The family was not given any presidential entitlements by the administration of President Muhammadu Buhari. Even my dad’s house was not maintained by the Buhari administration as is done for previous Presidents. But the most painful aspect is the lack of police security as extended to other former or late leaders. This was why our dear matriarch, Alhaja Adebisi Abiola, who has been taking care of my father’s large family as much as she can, following the death of my mother, was exposed to an armed robbery attack in my father’s house. This is something that should never have happened in the house of a former President to his senior wife or any member of his family.

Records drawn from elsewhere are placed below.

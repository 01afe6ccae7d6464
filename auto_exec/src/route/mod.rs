//! Route builder module
//!
//! Pure mapping from the match configuration and the resolved spike mark to
//! hand-tuned command sequences. Nothing here executes anything, and the same
//! inputs always produce an equivalent command tree.
//!
//! Every magnitude is in the drivetrain's native units (inches / degrees).
//! Magnitudes with a left/right or toward-alliance-wall meaning pass through
//! [`MatchConfig::flip`] exactly once; alliance-symmetric forward distances
//! do not. The numbers themselves are empirically tuned on the field.
//!
//! Every generated route ends with the settle wait, so downstream phase
//! transitions never fire on a motor that is still decelerating.

// ---------------------------------------------------------------------------
// IMPORTS
// ---------------------------------------------------------------------------

// Internal
use crate::arm_ctrl::{ArmParams, RETRACT_TARGET};
use crate::match_config::{MatchConfig, SpikeMark, StageSide};
use crate::motion::{Primitive, SETTLE_WAIT_S};
use crate::sched::Command;

// ---------------------------------------------------------------------------
// CONSTANTS
// ---------------------------------------------------------------------------

/// How long arm moves may run before being forced complete.
const ELBOW_TIMEOUT_S: f64 = 2.5;
const SLIDE_TIMEOUT_S: f64 = 2.0;

/// Pause in the parking routes which gives our alliance partner room to
/// finish their own backdrop run before we drive through.
const PARTNER_WAIT_S: f64 = 5.0;

// ---------------------------------------------------------------------------
// PUBLIC FUNCTIONS
// ---------------------------------------------------------------------------

/// The fixed setup command scheduled at the start of the period: raise the
/// elbow to the driving position while approaching the spike-mark line.
pub fn auto_setup(elbow: &ArmParams) -> Command {
    Command::sequential(vec![
        Command::parallel(vec![
            leaf(Primitive::Drive(26.0)),
            leaf(Primitive::MoveElbow {
                target: elbow.driving_position,
                timeout_s: ELBOW_TIMEOUT_S,
            }),
        ]),
        settle(),
    ])
}

/// Drive from the spike-mark line to the detected mark and release the
/// purple game piece by driving over the mark, then square back up.
// TODO: Re-measure the spin-to-mark angles on the field, they were tuned on
// the practice tiles only.
pub fn place_purple(config: &MatchConfig, spike: SpikeMark) -> Command {
    let f = |v| config.flip(v);

    let mut cmds = match spike {
        SpikeMark::Near => vec![
            leaf(Primitive::Turn(f(50.0))),
            leaf(Primitive::Drive(4.0)),
            leaf(Primitive::Drive(-4.0)),
            leaf(Primitive::TurnToHeading(0.0)),
        ],
        SpikeMark::Middle => vec![leaf(Primitive::Drive(4.0)), leaf(Primitive::Drive(-4.0))],
        SpikeMark::Far => vec![
            leaf(Primitive::Turn(f(-50.0))),
            leaf(Primitive::Drive(4.0)),
            leaf(Primitive::Drive(-4.0)),
            leaf(Primitive::TurnToHeading(0.0)),
        ],
    };

    cmds.push(settle());
    Command::sequential(cmds)
}

/// The main decision tree: drive from where the purple was placed to the
/// next objective.
///
/// Evaluated in precedence order, first match wins:
/// 1. not placing yellow and not parking - just settle facing heading zero;
/// 2. near stage side, placing yellow - near-side route keyed by spike mark;
/// 3. far stage side, placing yellow - far-side route keyed by spike mark;
/// 4. far stage side, not placing but parking - parking route keyed by spike
///    mark.
/// A parking request from the near side has no tuned route and degrades to
/// rule 1.
pub fn drive_from_purple(
    config: &MatchConfig,
    spike: SpikeMark,
    elbow: &ArmParams,
    slide: &ArmParams,
) -> Command {
    if !config.place_yellow && !config.park_from_far {
        return face_backdrop_and_settle(config);
    }

    match (config.stage_side, config.place_yellow) {
        (StageSide::Near, true) => place_yellow_near_side(config, spike, elbow, slide),
        (StageSide::Far, true) => place_yellow_far_side(config, spike, elbow, slide),
        (StageSide::Far, false) => park_from_far_side(config, spike),
        // Near side without a yellow to place: nothing tuned, just settle
        (StageSide::Near, false) => face_backdrop_and_settle(config),
    }
}

// ---------------------------------------------------------------------------
// PRIVATE FUNCTIONS
// ---------------------------------------------------------------------------

/// Rule 1: turn to heading zero, settle there.
fn face_backdrop_and_settle(_config: &MatchConfig) -> Command {
    Command::sequential(vec![
        leaf(Primitive::TurnToHeading(0.0)),
        leaf(Primitive::SlowTurnToHeading(0.0)),
        settle(),
    ])
}

/// Rule 2: we start one tile from the backdrop.
fn place_yellow_near_side(
    config: &MatchConfig,
    spike: SpikeMark,
    elbow: &ArmParams,
    slide: &ArmParams,
) -> Command {
    let f = |v| config.flip(v);

    let mut cmds = match spike {
        SpikeMark::Near => vec![
            leaf(Primitive::Turn(f(90.0))),
            leaf(Primitive::Drive(25.0)),
            score_group(Primitive::Strafe(f(8.0)), elbow, slide),
        ],
        SpikeMark::Middle => vec![
            leaf(Primitive::Turn(f(90.0))),
            leaf(Primitive::Drive(32.0)),
            leaf(Primitive::Strafe(f(6.0))),
            score_group(Primitive::TurnToHeading(f(90.0)), elbow, slide),
        ],
        SpikeMark::Far => vec![
            leaf(Primitive::Drive(-4.0)),
            leaf(Primitive::Turn(f(180.0))),
            score_group(Primitive::Drive(26.0), elbow, slide),
        ],
    };

    cmds.push(retract_slide());
    cmds.push(settle());
    Command::sequential(cmds)
}

/// Rule 3: the long way round, under the truss to the backdrop.
// TODO: Re-measure the far-side strafe offsets, the middle-spike run clipped
// the truss leg on the last field test.
fn place_yellow_far_side(
    config: &MatchConfig,
    spike: SpikeMark,
    elbow: &ArmParams,
    slide: &ArmParams,
) -> Command {
    let f = |v| config.flip(v);

    let mut cmds = match spike {
        SpikeMark::Near => vec![
            leaf(Primitive::Strafe(f(24.0))),
            leaf(Primitive::TurnToHeading(f(90.0))),
            leaf(Primitive::Drive(80.0)),
            leaf(Primitive::Strafe(f(-25.0))),
            score_group(Primitive::TurnToHeading(f(90.0)), elbow, slide),
        ],
        SpikeMark::Middle => vec![
            leaf(Primitive::Strafe(f(15.0))),
            leaf(Primitive::SlowTurnToHeading(0.0)),
            leaf(Primitive::Drive(25.0)),
            leaf(Primitive::Turn(f(90.0))),
            leaf(Primitive::SlowTurnToHeading(f(90.0))),
            leaf(Primitive::Drive(90.0)),
            leaf(Primitive::Strafe(f(-23.0))),
            leaf(Primitive::SlowTurnToHeading(f(90.0))),
            score_group(Primitive::SlowTurnToHeading(f(90.0)), elbow, slide),
        ],
        SpikeMark::Far => vec![
            // Symmetric squeeze past the gate, no flip
            leaf(Primitive::Strafe(23.0)),
            leaf(Primitive::TurnToHeading(f(90.0))),
            leaf(Primitive::Drive(75.0)),
            leaf(Primitive::TurnToHeading(f(90.0))),
            leaf(Primitive::Strafe(f(-24.0))),
            score_group(Primitive::SlowTurnToHeading(f(90.0)), elbow, slide),
        ],
    };

    cmds.push(retract_slide());
    cmds.push(settle());
    Command::sequential(cmds)
}

/// Rule 4: park at the backdrop from the far side without scoring.
fn park_from_far_side(config: &MatchConfig, spike: SpikeMark) -> Command {
    let f = |v| config.flip(v);

    let lead_in = match spike {
        SpikeMark::Near => Some(leaf(Primitive::Strafe(f(20.0)))),
        SpikeMark::Middle => None,
        SpikeMark::Far => Some(leaf(Primitive::Strafe(f(-20.0)))),
    };

    // Middle spike leaves the robot further from the wall, so it tucks in
    // forwards rather than backing up
    let tuck_in = match spike {
        SpikeMark::Middle => leaf(Primitive::Drive(20.0)),
        _ => leaf(Primitive::Drive(-5.0)),
    };

    let mut cmds = Vec::new();
    cmds.extend(lead_in);
    cmds.extend(vec![
        leaf(Primitive::TurnToHeading(f(90.0))),
        leaf(Primitive::SlowTurnToHeading(f(90.0))),
        // Let our partner finish their run before crossing the field
        leaf(Primitive::wait(PARTNER_WAIT_S)),
        leaf(Primitive::Drive(85.0)),
        leaf(Primitive::TurnToHeading(f(0.0))),
        leaf(Primitive::SlowTurnToHeading(f(0.0))),
        tuck_in,
        settle(),
    ]);
    Command::sequential(cmds)
}

/// The final backdrop positioning primitive run in parallel with raising the
/// arm to score and extending the slide.
fn score_group(positioning: Primitive, elbow: &ArmParams, slide: &ArmParams) -> Command {
    Command::parallel(vec![
        leaf(positioning),
        Command::sequential(vec![
            leaf(Primitive::MoveElbow {
                target: elbow.scoring_position,
                timeout_s: ELBOW_TIMEOUT_S,
            }),
            leaf(Primitive::MoveSlide {
                target: slide.scoring_position,
                timeout_s: SLIDE_TIMEOUT_S,
            }),
        ]),
    ])
}

/// Pull the slide back onto its hard stop after scoring.
fn retract_slide() -> Command {
    leaf(Primitive::MoveSlide {
        target: RETRACT_TARGET,
        timeout_s: SLIDE_TIMEOUT_S,
    })
}

fn settle() -> Command {
    leaf(Primitive::wait(SETTLE_WAIT_S))
}

fn leaf(primitive: Primitive) -> Command {
    Command::leaf(primitive)
}

// ---------------------------------------------------------------------------
// TESTS
// ---------------------------------------------------------------------------

#[cfg(test)]
mod test {
    use super::*;
    use crate::match_config::Alliance;
    use crate::sched::CmdNode;
    use crate::sim::default_arm_params;

    fn all_configs() -> Vec<MatchConfig> {
        let mut configs = Vec::new();
        for alliance in [Alliance::Blue, Alliance::Red].iter() {
            for side in [StageSide::Near, StageSide::Far].iter() {
                for place_yellow in [false, true].iter() {
                    for park in [false, true].iter() {
                        configs.push(MatchConfig::new(*alliance, *place_yellow, *side, *park));
                    }
                }
            }
        }
        configs
    }

    fn all_spikes() -> [SpikeMark; 3] {
        [SpikeMark::Near, SpikeMark::Middle, SpikeMark::Far]
    }

    /// A route must be a non-empty sequence whose last child is the settle
    /// wait.
    fn assert_ends_with_settle(cmd: &Command) {
        match cmd.node() {
            CmdNode::Sequential { children, .. } => {
                assert!(!children.is_empty());
                match children.last().map(|c| c.node()) {
                    Some(CmdNode::Leaf(p)) => assert!(p.is_settle_wait()),
                    other => panic!("route does not end in a settle wait: {:?}", other),
                }
            }
            other => panic!("route is not a sequential group: {:?}", other),
        }
    }

    #[test]
    fn test_every_route_ends_with_settle_wait() {
        let arm = default_arm_params();
        for config in all_configs() {
            for spike in all_spikes().iter() {
                assert_ends_with_settle(&drive_from_purple(&config, *spike, &arm, &arm));
                assert_ends_with_settle(&place_purple(&config, *spike));
            }
        }
        assert_ends_with_settle(&auto_setup(&arm));
    }

    #[test]
    fn test_no_yellow_no_park_is_turn_and_settle() {
        let arm = default_arm_params();
        let config = MatchConfig::new(Alliance::Red, false, StageSide::Near, false);

        for spike in all_spikes().iter() {
            let route = drive_from_purple(&config, *spike, &arm, &arm);
            match route.node() {
                CmdNode::Sequential { children, .. } => {
                    // Two turn primitives plus the settle wait, regardless of
                    // stage side or spike mark
                    assert_eq!(children.len(), 3);
                    assert!(matches!(
                        children[0].node(),
                        CmdNode::Leaf(Primitive::TurnToHeading(h)) if *h == 0.0
                    ));
                    assert!(matches!(
                        children[1].node(),
                        CmdNode::Leaf(Primitive::SlowTurnToHeading(h)) if *h == 0.0
                    ));
                }
                other => panic!("unexpected route shape: {:?}", other),
            }
        }
    }

    #[test]
    fn test_parking_branch_distinct_from_placing_branch() {
        let arm = default_arm_params();
        let placing = MatchConfig::new(Alliance::Blue, true, StageSide::Far, false);
        let parking = MatchConfig::new(Alliance::Blue, false, StageSide::Far, true);

        let placing_route = drive_from_purple(&placing, SpikeMark::Middle, &arm, &arm);
        let parking_route = drive_from_purple(&parking, SpikeMark::Middle, &arm, &arm);

        assert_ne!(
            format!("{:?}", placing_route),
            format!("{:?}", parking_route)
        );
    }

    #[test]
    fn test_alliance_mirrors_lateral_magnitudes() {
        let arm = default_arm_params();
        let blue = MatchConfig::new(Alliance::Blue, true, StageSide::Near, false);
        let red = MatchConfig::new(Alliance::Red, true, StageSide::Near, false);

        let blue_route = drive_from_purple(&blue, SpikeMark::Near, &arm, &arm);
        let red_route = drive_from_purple(&red, SpikeMark::Near, &arm, &arm);

        // The first primitive of the near-side near-spike branch is the
        // alliance-flipped 90 degree spin
        let first_turn = |cmd: &Command| match cmd.node() {
            CmdNode::Sequential { children, .. } => match children[0].node() {
                CmdNode::Leaf(Primitive::Turn(d)) => *d,
                other => panic!("expected a turn, got {:?}", other),
            },
            other => panic!("expected a sequence, got {:?}", other),
        };

        assert_eq!(first_turn(&blue_route), 90.0);
        assert_eq!(first_turn(&red_route), -90.0);
    }

    #[test]
    fn test_spike_marks_select_distinct_branches() {
        let arm = default_arm_params();
        let config = MatchConfig::new(Alliance::Blue, true, StageSide::Far, false);

        let near = format!("{:?}", drive_from_purple(&config, SpikeMark::Near, &arm, &arm));
        let middle = format!(
            "{:?}",
            drive_from_purple(&config, SpikeMark::Middle, &arm, &arm)
        );
        let far = format!("{:?}", drive_from_purple(&config, SpikeMark::Far, &arm, &arm));

        assert_ne!(near, middle);
        assert_ne!(middle, far);
        assert_ne!(near, far);
    }

    #[test]
    fn test_near_side_park_degrades_to_turn_route() {
        let arm = default_arm_params();
        let config = MatchConfig::new(Alliance::Blue, false, StageSide::Near, true);

        let route = drive_from_purple(&config, SpikeMark::Middle, &arm, &arm);
        match route.node() {
            CmdNode::Sequential { children, .. } => assert_eq!(children.len(), 3),
            other => panic!("unexpected route shape: {:?}", other),
        }
    }
}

How do you think former President Buhari, who just concluded his tenure fared?
In terms of infrastructure, he had a lot of outstanding achievements, particularly about roads and bridges, thanks to Mr. Babatunde Fashola. He also did very well in the agricultural sector. I believe that he would have achieved much more in the absence of lingering massive oil theft along with its dismal financial consequences. COVID-19 and the war in Ukraine also had a monumentally devastating impact on the performance of the Buhari administration concerning fuel importation. By the time a comprehensive review is conducted, I am sure that there will be more areas for which the administration should be commended than reprimanded.
Can you set an agenda for President Tinubu, who just commenced his tenure?
He has already set a wonderful agenda for himself in his manifesto. I have read it twice and know he will live up to it. He will do well as he did in Lagos State when he was a governor. Here is a man ready for the job from day one as accurately stated by Chief Bisi Akande whom I have always considered to be a man wise and bold enough to always say the truth. Nigeria is a country with vast potential but at the same time, rare are those capable of seeing through the maze of its complexities, not to mention navigating the country from chaos to stability. On the list of such rare people are President Tinubu and Vice President Kashim Shettima. The Vice President did wonders in Borno against all odds. He is such a great partner and will no doubt play a very positive role in this administration.
Are you glad to see that one of those who fought for June 12 is now President?
Yes, I am thrilled. He fought for democracy, knows its value and will, therefore, be capable of doing very well. His wife, Oluremi Tinubu, was also very active during the struggle. She is a courageous woman who gave her husband all the needed support and will do the same throughout his tenure. Besides, do you think that it is a mere coincidence that power did not only shift to the South but was given to the most active participant in the struggle to reclaim the historic mandate given to my father, a Southerner, exactly 30 years ago? Many things have been said about the 2023 elections most of which are unsubstantiated speculations. However, those comments turn pale in my eyes when compared to the fact that the struggle for democracy came at a huge price and when the bargain was ongoing in those dark years under the military, none of the rivals of President Tinubu was anywhere to be found on the right side of history.